You can run this notebook online in a Binder session or view it on Github.

TorsionDrive Datasets

An individual TorsionDrive is specific workflow in the QCArchive ecosystem that computes the energy profile of rotatable dihedral (torsion) for use in Force Field fitting. This workflow has been developed by the QCArchive Team in conjunction with:

The top-level TorsionDrive code can be found here.

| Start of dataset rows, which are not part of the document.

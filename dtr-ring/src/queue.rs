//! Bounded packet FIFOs connecting the application, the engine and the
//! radio adapter.
//!
//! Three instances exist per node: TX-DATA (application -> engine),
//! RX-SRV (radio -> engine) and RX-DATA (engine -> application).
//! Producers never block: a full queue is reported back immediately.
//! Consumers block with an explicit timeout, and `close` wakes them for
//! teardown.

use crate::error::RingError;
use dtr_proto::Packet;
use parking_lot::{Condvar, Mutex};
use std::collections::VecDeque;
use std::time::{Duration, Instant};

struct Inner {
    items: VecDeque<Packet>,
    closed: bool,
}

/// A fixed-capacity FIFO of packets, safe for concurrent producers and
/// one consumer.
pub struct PacketQueue {
    inner: Mutex<Inner>,
    available: Condvar,
    capacity: usize,
}

impl PacketQueue {
    pub fn new(capacity: usize) -> PacketQueue {
        PacketQueue {
            inner: Mutex::new(Inner {
                items: VecDeque::with_capacity(capacity),
                closed: false,
            }),
            available: Condvar::new(),
            capacity,
        }
    }

    /// Non-blocking enqueue. Fails with `QueueFull` at capacity and
    /// `NotRunning` after `close`.
    pub fn put(&self, packet: Packet) -> Result<(), RingError> {
        let mut inner = self.inner.lock();
        if inner.closed {
            return Err(RingError::NotRunning);
        }
        if inner.items.len() >= self.capacity {
            return Err(RingError::QueueFull);
        }
        inner.items.push_back(packet);
        drop(inner);
        self.available.notify_one();
        Ok(())
    }

    /// Dequeues the head, blocking up to `timeout`. Returns `None` on
    /// timeout or once the queue is closed and empty.
    pub fn get(&self, timeout: Duration) -> Option<Packet> {
        let deadline = Instant::now() + timeout;
        let mut inner = self.inner.lock();
        loop {
            if let Some(packet) = inner.items.pop_front() {
                return Some(packet);
            }
            if inner.closed {
                return None;
            }
            if self
                .available
                .wait_until(&mut inner, deadline)
                .timed_out()
            {
                return inner.items.pop_front();
            }
        }
    }

    /// Like `get` but leaves the head in place.
    pub fn peek(&self, timeout: Duration) -> Option<Packet> {
        let deadline = Instant::now() + timeout;
        let mut inner = self.inner.lock();
        loop {
            if let Some(packet) = inner.items.front() {
                return Some(packet.clone());
            }
            if inner.closed {
                return None;
            }
            if self
                .available
                .wait_until(&mut inner, deadline)
                .timed_out()
            {
                return inner.items.front().cloned();
            }
        }
    }

    /// Drops the head without returning it. No-op on an empty queue.
    pub fn release(&self) {
        self.inner.lock().items.pop_front();
    }

    pub fn len(&self) -> usize {
        self.inner.lock().items.len()
    }

    pub fn is_empty(&self) -> bool {
        self.inner.lock().items.is_empty()
    }

    /// Removes every queued packet.
    pub fn drain(&self) {
        self.inner.lock().items.clear();
    }

    /// Marks the queue closed and wakes blocked consumers. Subsequent
    /// puts fail; gets return the remaining items, then `None`.
    pub fn close(&self) {
        self.inner.lock().closed = true;
        self.available.notify_all();
    }

    pub fn is_closed(&self) -> bool {
        self.inner.lock().closed
    }
}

The TorsionDrive Dataset organizes many TorsionDrives together for data exploration, analysis, and methodology comparison. To begin, we can connect to the MolSSI QCArchive server and query all known TorsionDrive Datasets:

[1]:
import qcportal as ptl
client = ptl.FractalClient()
client
[1]:

FractalClient

  • Server:   The MolSSI QCArchive Server
  • Address:   https://api.qcarchive.molssi.org:443/
  • Username:   None
[2]:
client.list_collections("TorsionDriveDataset")
[2]:
tagline
collection name
TorsionDriveDataset OpenFF Fragmenter Phenyl Benchmark Phenyl substituent torsional barrier heights.
OpenFF Group1 Torsions None

One of the datasets can be obtained in the canonical manner:

[3]:
ds = client.get_collection("TorsionDriveDataset", "OpenFF Fragmenter Phenyl Benchmark")

Exploring the Dataset

Each row of the dataset is comprised of a Entry which contains a list of starting molecules for the TorsionDrive, the dihedral of interest (in this case zero-indexed), and the scan resolution of the dihedral. For the purposes of the underlying DataFrame each row is the name of this Entry.

[4]:
ds.df.head()
[4]:
c1c[cH:1][c:2](cc1)[C:3](=[O:4])O
c1[cH:1][c:2](cnc1)[C:3](=[O:4])O
[cH:1]1cncc[c:2]1[C:3](=[O:4])O
[cH:1]1cc(nc[c:2]1[C:3](=[O:4])O)[O-]
Cc1c[cH:1][c:2](cn1)[C:3](=[O:4])O

New computations are based off specifications which contain many additional parameters to tune the torsiondrive as well as the underlying computational method. Here, we can list all specifications that are attributed to this dataset.

[5]:
ds.list_specifications()
[5]:
Description
Name
UFF UFF gradient evaluation with RDKit
B3LYP-D3 B3LYP-D3 evaluation with Psi4

As we can see, we have several specifications at different levels of theory. It is important to recall that these Collections are “live”: new specifications can be added and individual TorsionDrives can be under computation. To see the current status of each specification the status function is provided:

[6]:
ds.status(["uff", "b3lyp-d3"])
[6]:
UFF B3LYP-D3
COMPLETE 165 226
INCOMPLETE 62 1
[7]:
ds.status(["b3lyp-d3"], collapse=False, status="COMPLETE").head()
[7]:
B3LYP-D3
c1c[cH:1][c:2](cc1)[C:3](=[O:4])O COMPLETE
c1[cH:1][c:2](cnc1)[C:3](=[O:4])O COMPLETE
[cH:1]1cncc[c:2]1[C:3](=[O:4])O COMPLETE
[cH:1]1cc(nc[c:2]1[C:3](=[O:4])O)[O-] COMPLETE
Cc1c[cH:1][c:2](cn1)[C:3](=[O:4])O COMPLETE

Visualizing the TorsionDrives

TorsionDrives can be visualized via the visualize command. Multiple torsiondrives can be plotted on the same graph for comparison.

[8]:
ds.visualize(["[CH3:4][O:3][c:2]1[cH:1]cccc1", "[CH3:4][O:3][c:2]1[cH:1]ccnc1"], "B3LYP-D3", units="kJ / mol")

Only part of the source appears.